Sci-Fi and Fantasy writers often present original concepts in their novels, but Cory Doctorow and Charles Stross not only invented new ideas for The Rapture of the Nerds, but an entire new lexicon. It is missing a glossary, but if you’re not the kind of reader who immediately needs to make sense of a book, then you can just let all those un-English words and speculative notions roll over you, and eventually something will come out in the wash. I had to read it three times to get the gist of it, but a couple of new words stuck in my head. One was “meatsuit” – the bodies that humans are in: as much as one would like information and even personalities to be in code and uploaded to the Cloud somewhere, we all live in meatsuits and if we leave the meatsuit we die. At least, that is what one would suppose.

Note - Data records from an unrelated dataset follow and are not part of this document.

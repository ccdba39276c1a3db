//! Serde support, enabled with the `serde` feature.
//!
//! [U256] serializes as a decimal string so 256-bit values survive formats
//! (JSON in particular) whose numbers are limited to 64 bits or doubles. It
//! deserializes from either a string (decimal or `0x` hex) or an unsigned
//! integer. [crate::Value] uses serde's default externally tagged layout,
//! e.g. `{"Int":"42"}` or `{"Struct":{"ok":{"Bool":true}}}`.

use std::fmt;

use serde::{
    Deserialize, Deserializer, Serialize, Serializer,
    de::{self, Visitor},
};

use crate::uint::U256;

impl Serialize for U256 {
    fn serialize<S: Serializer>(&self, serializer: S) -> Result<S::Ok, S::Error> {
        serializer.collect_str(self)
    }
}

struct U256Visitor;

impl Visitor<'_> for U256Visitor {
    type Value = U256;

    fn expecting(&self, f: &mut fmt::Formatter<'_>) -> fmt::Result {
        f.write_str("an unsigned integer or a decimal/hex string")
    }

    fn visit_u64<E: de::Error>(self, v: u64) -> Result<U256, E> {
        Ok(U256::from(v))
    }

    fn visit_u128<E: de::Error>(self, v: u128) -> Result<U256, E> {
        Ok(U256::from(v))
    }

    fn visit_i64<E: de::Error>(self, v: i64) -> Result<U256, E> {
        u64::try_from(v)
            .map(U256::from)
            .map_err(|_| E::invalid_value(de::Unexpected::Signed(v), &self))
    }

    fn visit_str<E: de::Error>(self, v: &str) -> Result<U256, E> {
        v.parse().map_err(E::custom)
    }
}

impl<'de> Deserialize<'de> for U256 {
    fn deserialize<D: Deserializer<'de>>(deserializer: D) -> Result<Self, D::Error> {
        deserializer.deserialize_any(U256Visitor)
    }
}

The Rapture of the Nerds, by C. Doctorow and C. Stross. (Publisher: Tor Books; Reprint edition: November 19, 2013; Paperback: 352 pp.) “Welcome to the fractured future, at the dusk of the twenty-first century. Earth has a population of roughly a billion hominids. For the most part, they are happy with their lot. Those who are unhappy have emigrated, joining the swarming densethinker clades that fog the inner solar system with a dust of molecular machinery so thick that it obscures the sun.[…] So until the overminds bore of stirring Earth’s anthill, there’s Tech Jury Service…Young Huw, a technophobic, misanthropic Welshman, has been selected for the latest jury, a task he does his best to perform despite an itchy technovirus, the apathy of the proletariat, and a couple of truly awful moments on bathroom floors.” (Publisher’s text from front cover inside flap.)This novel is so far-out in terms of imagining a possible future, that one’s worries about the logic, like the Internet merely being millions of computers wired together, and not a storage facility in the sky somewhere, doesn’t matter anymore. This is way-y-y-y beyond server farms, software as a service or the infrastructure of global communication networks with their gazillion interconnections, switching and routing devices, cables, earth stations, satellites and protocols. I have no idea what these guys had in mind when they wrote it, but my goodness, it is so out there. It is like a rupture (to pun the title) of received knowledge about the Internet and computing, and Sci-Fi conventions as well.
A humorous mash-up
It is, on a page by page basis, actually funny. The main character, Welshman “Huw Jones” (what else but Jones?), is a Luddite – in as far as one can be a Luddite in the far future – and he is a pretty unimpressive guy. He wakes up one morning with a hangover and a migrating tattoo of a biohazard symbol on his forehead – like this one: ☣ He is like the most mundane, unheroic character ever to have to save humanity from extinction. Of course, that would be the problem – the extinction of humanity. I mean, which problem would be worse? Huw’s gutteral Welsh is apparently the thing that sets him apart from others and causes him to be selected for the mission of acting as a conduit for the life/death negotiations between humans and an extraterrestrial intelligence. I thought that was amusing. Yes, of all the funny-sounding languages in the world, Welsh would be one.
Highlights
What stands out of this phenomenally imaginative Frankensteinian mashup would be:
There’s a premise and a plot – and they’re tricky. Read the flap text on lefthand side of this page – and that’s not the half of it, but it’s a brave attempt at a synopsis by the publisher.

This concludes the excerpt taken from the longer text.